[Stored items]
- - - - - - -

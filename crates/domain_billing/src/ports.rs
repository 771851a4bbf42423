//! Ledger Store Ports
//!
//! The billing core needs two things from persistence: ordinary reads and
//! writes of providers, barrels and invoices, and a transaction that can lock
//! one barrel row while an invoice line is validated and inserted.
//!
//! # Adapters
//!
//! - **PostgreSQL** (`infra_db::PostgresLedgerStore`): `SELECT ... FOR UPDATE`
//!   on the barrel row plus a unique index on `invoice_lines(barrel_id)`
//! - **In-memory** ([`crate::memory::InMemoryLedgerStore`]): a per-barrel
//!   mutex held for the life of the transaction
//!
//! # Usage
//!
//! ```rust,ignore
//! let mut tx = store.begin().await?;
//! let barrel = tx.lock_barrel(barrel_id).await?;
//! let billed = tx.billed_liters(barrel_id).await?;
//! tx.insert_line(&line).await?;
//! tx.commit().await?;
//! ```
//!
//! Dropping a transaction without calling `commit` discards everything it
//! staged and releases its locks.

use async_trait::async_trait;
use chrono::NaiveDate;

use core_kernel::{
    BarrelId, DomainPort, HealthCheckable, InvoiceId, PortError, ProviderId,
};

use crate::barrel::Barrel;
use crate::billing_state::BarrelBillingState;
use crate::invoice::{Invoice, InvoiceLine};
use crate::provider::Provider;

/// Filters for listing invoices
///
/// All set filters must match. Results are ordered by issue date, newest
/// first, then by id descending.
#[derive(Debug, Clone, Default)]
pub struct InvoiceQuery {
    /// Case-insensitive substring of the invoice number
    pub invoice_no: Option<String>,
    /// Issued on or after this date
    pub issued_on_after: Option<NaiveDate>,
    /// Issued on or before this date
    pub issued_on_before: Option<NaiveDate>,
    /// Owning provider
    pub provider_id: Option<ProviderId>,
}

impl InvoiceQuery {
    /// Creates a query for one provider's invoices
    pub fn by_provider(provider_id: ProviderId) -> Self {
        Self {
            provider_id: Some(provider_id),
            ..Default::default()
        }
    }

    /// Restricts to an inclusive issue date range
    pub fn issued_between(mut self, from: Option<NaiveDate>, to: Option<NaiveDate>) -> Self {
        self.issued_on_after = from;
        self.issued_on_before = to;
        self
    }

    /// Restricts to invoice numbers containing `fragment`
    pub fn invoice_no_contains(mut self, fragment: impl Into<String>) -> Self {
        self.invoice_no = Some(fragment.into());
        self
    }

    /// Evaluates the filters against one invoice
    pub fn matches(&self, invoice: &Invoice) -> bool {
        if let Some(ref fragment) = self.invoice_no {
            if !invoice
                .invoice_no
                .to_lowercase()
                .contains(&fragment.to_lowercase())
            {
                return false;
            }
        }
        if let Some(after) = self.issued_on_after {
            if invoice.issued_on < after {
                return false;
            }
        }
        if let Some(before) = self.issued_on_before {
            if invoice.issued_on > before {
                return false;
            }
        }
        if let Some(provider_id) = self.provider_id {
            if invoice.provider_id != provider_id {
                return false;
            }
        }
        true
    }
}

/// Persistence port for the olive oil ledger
///
/// Uniqueness violations (barrel number per provider, invoice number) and
/// deletes blocked by existing references are reported as
/// `PortError::Conflict`. Deletes return `false` when nothing was found.
#[async_trait]
pub trait LedgerStore: DomainPort + HealthCheckable + Clone {
    /// Transaction type used by the invoice line factory
    type Transaction: LedgerTransaction;

    /// Starts a transaction
    async fn begin(&self) -> Result<Self::Transaction, PortError>;

    // ------------------------------------------------------------------
    // Providers
    // ------------------------------------------------------------------

    async fn insert_provider(&self, provider: &Provider) -> Result<(), PortError>;

    async fn update_provider(&self, provider: &Provider) -> Result<(), PortError>;

    async fn get_provider(&self, id: ProviderId) -> Result<Option<Provider>, PortError>;

    /// All providers ordered by id
    async fn list_providers(&self) -> Result<Vec<Provider>, PortError>;

    /// Deletes a provider and its barrels; refused if it has invoices or billed barrels
    async fn delete_provider(&self, id: ProviderId) -> Result<bool, PortError>;

    // ------------------------------------------------------------------
    // Barrels
    // ------------------------------------------------------------------

    async fn insert_barrel(&self, barrel: &Barrel) -> Result<(), PortError>;

    /// Persists number and oil type changes
    async fn update_barrel(&self, barrel: &Barrel) -> Result<(), PortError>;

    async fn get_barrel(&self, id: BarrelId) -> Result<Option<Barrel>, PortError>;

    /// All barrels ordered by id
    async fn list_barrels(&self) -> Result<Vec<Barrel>, PortError>;

    /// Deletes a barrel; refused if it has invoice lines
    async fn delete_barrel(&self, id: BarrelId) -> Result<bool, PortError>;

    /// Billing state of every barrel, or of one provider's barrels, ordered by barrel id
    async fn barrel_states(
        &self,
        provider_id: Option<ProviderId>,
    ) -> Result<Vec<BarrelBillingState>, PortError>;

    // ------------------------------------------------------------------
    // Invoices
    // ------------------------------------------------------------------

    async fn insert_invoice(&self, invoice: &Invoice) -> Result<(), PortError>;

    async fn get_invoice(&self, id: InvoiceId) -> Result<Option<Invoice>, PortError>;

    async fn find_invoices(&self, query: &InvoiceQuery) -> Result<Vec<Invoice>, PortError>;

    /// Deletes an invoice together with its lines
    async fn delete_invoice(&self, id: InvoiceId) -> Result<bool, PortError>;

    /// Lines of one invoice ordered by id
    async fn invoice_lines(&self, invoice_id: InvoiceId) -> Result<Vec<InvoiceLine>, PortError>;
}

/// An open unit of work against the ledger store
#[async_trait]
pub trait LedgerTransaction: Send {
    /// Reads an invoice inside the transaction
    async fn get_invoice(&mut self, id: InvoiceId) -> Result<Option<Invoice>, PortError>;

    /// Takes the exclusive lock on a barrel row and returns it
    ///
    /// The lock is held until the transaction commits or is dropped. Other
    /// barrels are not affected.
    async fn lock_barrel(&mut self, id: BarrelId) -> Result<Option<Barrel>, PortError>;

    /// Sum of liters over the barrel's lines, including lines staged in this transaction
    async fn billed_liters(&mut self, id: BarrelId) -> Result<i64, PortError>;

    /// Stages a new line; a second line for the same barrel is a `PortError::Conflict`
    async fn insert_line(&mut self, line: &InvoiceLine) -> Result<(), PortError>;

    /// Makes every staged write visible atomically
    async fn commit(self) -> Result<(), PortError>;
}

#[cfg(test)]
mod tests {
    use super::*;

    fn invoice(no: &str, y: i32, m: u32, d: u32) -> Invoice {
        Invoice {
            id: InvoiceId::new_v7(),
            invoice_no: no.to_string(),
            provider_id: ProviderId::new(),
            issued_on: NaiveDate::from_ymd_opt(y, m, d).unwrap(),
        }
    }

    #[test]
    fn test_empty_query_matches_everything() {
        assert!(InvoiceQuery::default().matches(&invoice("INV-1", 2024, 1, 1)));
    }

    #[test]
    fn test_invoice_no_is_case_insensitive_substring() {
        let query = InvoiceQuery::default().invoice_no_contains("inv-2024");
        assert!(query.matches(&invoice("INV-2024-0007", 2024, 3, 1)));
        assert!(!query.matches(&invoice("INV-2023-0001", 2023, 3, 1)));
    }

    #[test]
    fn test_date_bounds_are_inclusive() {
        let from = NaiveDate::from_ymd_opt(2024, 1, 1);
        let to = NaiveDate::from_ymd_opt(2024, 1, 31);
        let query = InvoiceQuery::default().issued_between(from, to);

        assert!(query.matches(&invoice("A", 2024, 1, 1)));
        assert!(query.matches(&invoice("B", 2024, 1, 31)));
        assert!(!query.matches(&invoice("C", 2024, 2, 1)));
    }

    #[test]
    fn test_provider_filter() {
        let inv = invoice("A", 2024, 1, 1);
        assert!(InvoiceQuery::by_provider(inv.provider_id).matches(&inv));
        assert!(!InvoiceQuery::by_provider(ProviderId::new()).matches(&inv));
    }
}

- - - - - - -

Work request: Transcribe every record above so that nothing differs from the original.

Written solution:
filename crates/domain_billing/src/ports.rs
repository 771851a4bbf42423
//! Ledger Store Ports
//!
//! The billing core needs two things from persistence: ordinary reads and
//! writes of providers, barrels and invoices, and a transaction that can lock
//! one barrel row while an invoice line is validated and inserted.
//!
//! # Adapters
//!
//! - **PostgreSQL** (`infra_db::PostgresLedgerStore`): `SELECT ... FOR UPDATE`
//!   on the barrel row plus a unique index on `invoice_lines(barrel_id)`
//! - **In-memory** ([`crate::memory::InMemoryLedgerStore`]): a per-barrel
//!   mutex held for the life of the transaction
//!
//! # Usage
//!
//! ```rust,ignore
//! let mut tx = store.begin().await?;
//! let barrel = tx.lock_barrel(barrel_id).await?;
//! let billed = tx.billed_liters(barrel_id).await?;
//! tx.insert_line(&line).await?;
//! tx.commit().await?;
//! ```
//!
//! Dropping a transaction without calling `commit` discards everything it
//! staged and releases its locks.

use async_trait::async_trait;
use chrono::NaiveDate;

use core_kernel::{
    BarrelId, DomainPort, HealthCheckable, InvoiceId, PortError, ProviderId,
};

use crate::barrel::Barrel;
use crate::billing_state::BarrelBillingState;
use crate::invoice::{Invoice, InvoiceLine};
use crate::provider::Provider;

/// Filters for listing invoices
///
/// All set filters must match. Results are ordered by issue date, newest
/// first, then by id descending.
#[derive(Debug, Clone, Default)]
pub struct InvoiceQuery {
    /// Case-insensitive substring of the invoice number
    pub invoice_no: Option<String>,
    /// Issued on or after this date
    pub issued_on_after: Option<NaiveDate>,
    /// Issued on or before this date
    pub issued_on_before: Option<NaiveDate>,
    /// Owning provider
    pub provider_id: Option<ProviderId>,
}

impl InvoiceQuery {
    /// Creates a query for one provider's invoices
    pub fn by_provider(provider_id: ProviderId) -> Self {
        Self {
            provider_id: Some(provider_id),
            ..Default::default()
        }
    }

    /// Restricts to an inclusive issue date range
    pub fn issued_between(mut self, from: Option<NaiveDate>, to: Option<NaiveDate>) -> Self {
        self.issued_on_after = from;
        self.issued_on_before = to;
        self
    }

    /// Restricts to invoice numbers containing `fragment`
    pub fn invoice_no_contains(mut self, fragment: impl Into<String>) -> Self {
        self.invoice_no = Some(fragment.into());
        self
    }

    /// Evaluates the filters against one invoice
    pub fn matches(&self, invoice: &Invoice) -> bool {
        if let Some(ref fragment) = self.invoice_no {
            if !invoice
                .invoice_no
                .to_lowercase()
                .contains(&fragment.to_lowercase())
            {
                return false;
            }
        }
        if let Some(after) = self.issued_on_after {
            if invoice.issued_on < after {
                return false;
            }
        }
        if let Some(before) = self.issued_on_before {
            if invoice.issued_on > before {
                return false;
            }
        }
        if let Some(provider_id) = self.provider_id {
            if invoice.provider_id != provider_id {
                return false;
            }
        }
        true
    }
}

/// Persistence port for the olive oil ledger
///
/// Uniqueness violations (barrel number per provider, invoice number) and
/// deletes blocked by existing references are reported as
/// `PortError::Conflict`. Deletes return `false` when nothing was found.
#[async_trait]
pub trait LedgerStore: DomainPort + HealthCheckable + Clone {
    /// Transaction type used by the invoice line factory
    type Transaction: LedgerTransaction;

    /// Starts a transaction
    async fn begin(&self) -> Result<Self::Transaction, PortError>;

    // ------------------------------------------------------------------
    // Providers
    // ------------------------------------------------------------------

    async fn insert_provider(&self, provider: &Provider) -> Result<(), PortError>;

    async fn update_provider(&self, provider: &Provider) -> Result<(), PortError>;

    async fn get_provider(&self, id: ProviderId) -> Result<Option<Provider>, PortError>;

    /// All providers ordered by id
    async fn list_providers(&self) -> Result<Vec<Provider>, PortError>;

    /// Deletes a provider and its barrels; refused if it has invoices or billed barrels
    async fn delete_provider(&self, id: ProviderId) -> Result<bool, PortError>;

    // ------------------------------------------------------------------
    // Barrels
    // ------------------------------------------------------------------

    async fn insert_barrel(&self, barrel: &Barrel) -> Result<(), PortError>;

    /// Persists number and oil type changes
    async fn update_barrel(&self, barrel: &Barrel) -> Result<(), PortError>;

    async fn get_barrel(&self, id: BarrelId) -> Result<Option<Barrel>, PortError>;

    /// All barrels ordered by id
    async fn list_barrels(&self) -> Result<Vec<Barrel>, PortError>;

    /// Deletes a barrel; refused if it has invoice lines
    async fn delete_barrel(&self, id: BarrelId) -> Result<bool, PortError>;

    /// Billing state of every barrel, or of one provider's barrels, ordered by barrel id
    async fn barrel_states(
        &self,
        provider_id: Option<ProviderId>,
    ) -> Result<Vec<BarrelBillingState>, PortError>;

    // ------------------------------------------------------------------
    // Invoices
    // ------------------------------------------------------------------

    async fn insert_invoice(&self, invoice: &Invoice) -> Result<(), PortError>;

    async fn get_invoice(&self, id: InvoiceId) -> Result<Option<Invoice>, PortError>;

    async fn find_invoices(&self, query: &InvoiceQuery) -> Result<Vec<Invoice>, PortError>;

    /// Deletes an invoice together with its lines
    async fn delete_invoice(&self, id: InvoiceId) -> Result<bool, PortError>;

    /// Lines of one invoice ordered by id
    async fn invoice_lines(&self, invoice_id: InvoiceId) -> Result<Vec<InvoiceLine>, PortError>;
}

/// An open unit of work against the ledger store
#[async_trait]
pub trait LedgerTransaction: Send {
    /// Reads an invoice inside the transaction
    async fn get_invoice(&mut self, id: InvoiceId) -> Result<Option<Invoice>, PortError>;

    /// Takes the exclusive lock on a barrel row and returns it
    ///
    /// The lock is held until the transaction commits or is dropped. Other
    /// barrels are not affected.
    async fn lock_barrel(&mut self, id: BarrelId) -> Result<Option<Barrel>, PortError>;

    /// Sum of liters over the barrel's lines, including lines staged in this transaction
    async fn billed_liters(&mut self, id: BarrelId) -> Result<i64, PortError>;

    /// Stages a new line; a second line for the same barrel is a `PortError::Conflict`
    async fn insert_line(&mut self, line: &InvoiceLine) -> Result<(), PortError>;

    /// Makes every staged write visible atomically
    async fn commit(self) -> Result<(), PortError>;
}

#[cfg(test)]
mod tests {
    use super::*;

    fn invoice(no: &str, y: i32, m: u32, d: u32) -> Invoice {
        Invoice {
            id: InvoiceId::new_v7(),
            invoice_no: no.to_string(),
            provider_id: ProviderId::new(),
            issued_on: NaiveDate::from_ymd_opt(y, m, d).unwrap(),
        }
    }

    #[test]
    fn test_empty_query_matches_everything() {
        assert!(InvoiceQuery::default().matches(&invoice("INV-1", 2024, 1, 1)));
    }

    #[test]
    fn test_invoice_no_is_case_insensitive_substring() {
        let query = InvoiceQuery::default().invoice_no_contains("inv-2024");
        assert!(query.matches(&invoice("INV-2024-0007", 2024, 3, 1)));
        assert!(!query.matches(&invoice("INV-2023-0001", 2023, 3, 1)));
    }

    #[test]
    fn test_date_bounds_are_inclusive() {
        let from = NaiveDate::from_ymd_opt(2024, 1, 1);
        let to = NaiveDate::from_ymd_opt(2024, 1, 31);
        let query = InvoiceQuery::default().issued_between(from, to);

        assert!(query.matches(&invoice("A", 2024, 1, 1)));
        assert!(query.matches(&invoice("B", 2024, 1, 31)));
        assert!(!query.matches(&invoice("C", 2024, 2, 1)));
    }

    #[test]
    fn test_provider_filter() {
        let inv = invoice("A", 2024, 1, 1);
        assert!(InvoiceQuery::by_provider(inv.provider_id).matches(&inv));
        assert!(!InvoiceQuery::by_provider(ProviderId::new()).matches(&inv));
    }
}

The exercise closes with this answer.